Again, unlike elephants, woolly mammoths had two finger-like projections at the tip of their trunks to grip grasses on which they survived in the harsh cold.

‘The 'trunk fingers' could have been heated, as they curved inside into the expansion of the distal third of the trunk,’ said the study.

The expanding part of the trunk was covered in hair making it like a ‘fur mitten’.



Yuka the woolly mammoth. Pictures: The Siberian Times


The second intriguing theory is that the mammoths kept a store of unfrozen water in their trunk.

According to this version, mammoths must have eaten snow to meet the 120 or so litres of water each day that they needed for survival.

Did this bulging trunk’ melt the snow to make it drinkable'?

The hooded trunk expansion could have provided snow melting before consumption,’ the researchers surmise.

‘Snow was probably pressed by the trunk expansion to the depression in the upper lip to melt it outside the mouth.'



Dima the woolly mammoth calf was 7-8 months old when he died.
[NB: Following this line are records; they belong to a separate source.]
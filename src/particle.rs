//! The per-slot particle record.
//!
//! One [`Particle`] lives in every pool slot for the lifetime of the
//! simulation. The struct is `#[repr(C)]` and [`Pod`] so the same bytes are
//! uploaded to and read back from the GPU particle buffer.
//!
//! | Offset | Field | WGSL type |
//! |--------|-------|-----------|
//! | 0 | `position` | `vec3<f32>` |
//! | 12 | `active` (`alive` in WGSL) | `u32` |
//! | 16 | `velocity` | `vec3<f32>` |
//! | 28 | `inv_mass` | `f32` |
//! | 32 | `acceleration` | `vec3<f32>` |
//! | 44 | `life_time` | `f32` |

use bytemuck::{Pod, Zeroable};
use glam::Vec3;

/// A single particle slot.
#[repr(C)]
#[derive(Copy, Clone, Debug, Default, PartialEq, Pod, Zeroable)]
pub struct Particle {
    /// World-space position.
    pub position: Vec3,
    /// 1 while the slot represents a live particle, 0 otherwise.
    pub active: u32,
    /// World-space velocity.
    pub velocity: Vec3,
    /// Reciprocal mass, baked in when the pool is initialized.
    pub inv_mass: f32,
    /// Constant acceleration (gravity scaled by `inv_mass`).
    pub acceleration: Vec3,
    /// Remaining seconds before expiry.
    pub life_time: f32,
}

impl Particle {
    /// An inactive slot at the origin carrying the given reciprocal mass.
    pub fn inactive(inv_mass: f32) -> Self {
        Self {
            inv_mass,
            ..Self::default()
        }
    }

    /// Whether the slot currently simulates.
    pub fn is_active(&self) -> bool {
        self.active != 0
    }

    pub fn set_active(&mut self, active: bool) {
        self.active = u32::from(active);
    }
}

/// Size of one particle in the GPU buffer.
pub const PARTICLE_STRIDE: usize = std::mem::size_of::<Particle>();

/// WGSL struct definition matching [`Particle`] byte for byte.
///
/// `active` is reserved in WGSL, so the flag is named `alive` there.
pub const PARTICLE_WGSL: &str = r#"
struct Particle {
    position: vec3<f32>,
    alive: u32,
    velocity: vec3<f32>,
    inv_mass: f32,
    acceleration: vec3<f32>,
    life_time: f32,
};
"#;

#[cfg(test)]
mod tests {
    use super::*;

    #[test]
    fn test_particle_layout_matches_wgsl() {
        assert_eq!(PARTICLE_STRIDE, 48);
        assert_eq!(std::mem::offset_of!(Particle, active), 12);
        assert_eq!(std::mem::offset_of!(Particle, velocity), 16);
        assert_eq!(std::mem::offset_of!(Particle, inv_mass), 28);
        assert_eq!(std::mem::offset_of!(Particle, acceleration), 32);
        assert_eq!(std::mem::offset_of!(Particle, life_time), 44);
    }

    #[test]
    fn test_wgsl_struct_parses() {
        let module = naga::front::wgsl::parse_str(PARTICLE_WGSL)
            .unwrap_or_else(|e| panic!("{}", e.emit_to_string(PARTICLE_WGSL)));
        let (_, ty) = module
            .types
            .iter()
            .find(|(_, ty)| ty.name.as_deref() == Some("Particle"))
            .unwrap();
        match &ty.inner {
            naga::TypeInner::Struct { members, span } => {
                assert_eq!(*span as usize, PARTICLE_STRIDE);
                assert_eq!(members[1].name.as_deref(), Some("alive"));
                assert_eq!(members[1].offset as usize, std::mem::offset_of!(Particle, active));
            }
            other => panic!("Particle is not a struct: {other:?}"),
        }
    }

    #[test]
    fn test_inactive_particle() {
        let p = Particle::inactive(0.5);
        assert!(!p.is_active());
        assert_eq!(p.position, Vec3::ZERO);
        assert_eq!(p.inv_mass, 0.5);
    }

    #[test]
    fn test_set_active() {
        let mut p = Particle::default();
        p.set_active(true);
        assert_eq!(p.active, 1);
        p.set_active(false);
        assert_eq!(p.active, 0);
    }

    #[test]
    fn test_bytes_round_trip() {
        let p = Particle {
            position: Vec3::new(1.0, 2.0, 3.0),
            active: 1,
            velocity: Vec3::X,
            inv_mass: 2.0,
            acceleration: Vec3::NEG_Y,
            life_time: 4.0,
        };
        let bytes = bytemuck::bytes_of(&p);
        assert_eq!(bytes.len(), PARTICLE_STRIDE);
        let back: Particle = *bytemuck::from_bytes(bytes);
        assert_eq!(back, p);
    }
}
Dima was discovered in 1977 near the Kolyma river. Pictures: Albert Protopopov


As the head was thrown slightly back, water entered the mouth to continue warming.

‘This scheme of snow melting saved thermal energy compared to… direct snow melting in the mouth.'

They argue that ‘this feature of trunk morphology is undoubtedly an adaptation for life under conditions of a cold climate.

'The woolly mammoth is probably the most extraordinary and specialised member of the family Elephantidae and has a number of unique adaptations lacking analogues among extinct and extant elephants.’

The study was published by the team of Russian scientists - Albert Protopopov, Valery Plotnikov, Evgeny Maschenko, Gennady Boeskorov and Innokenty Pavlov - in Palaeontology Journal, 2015 ().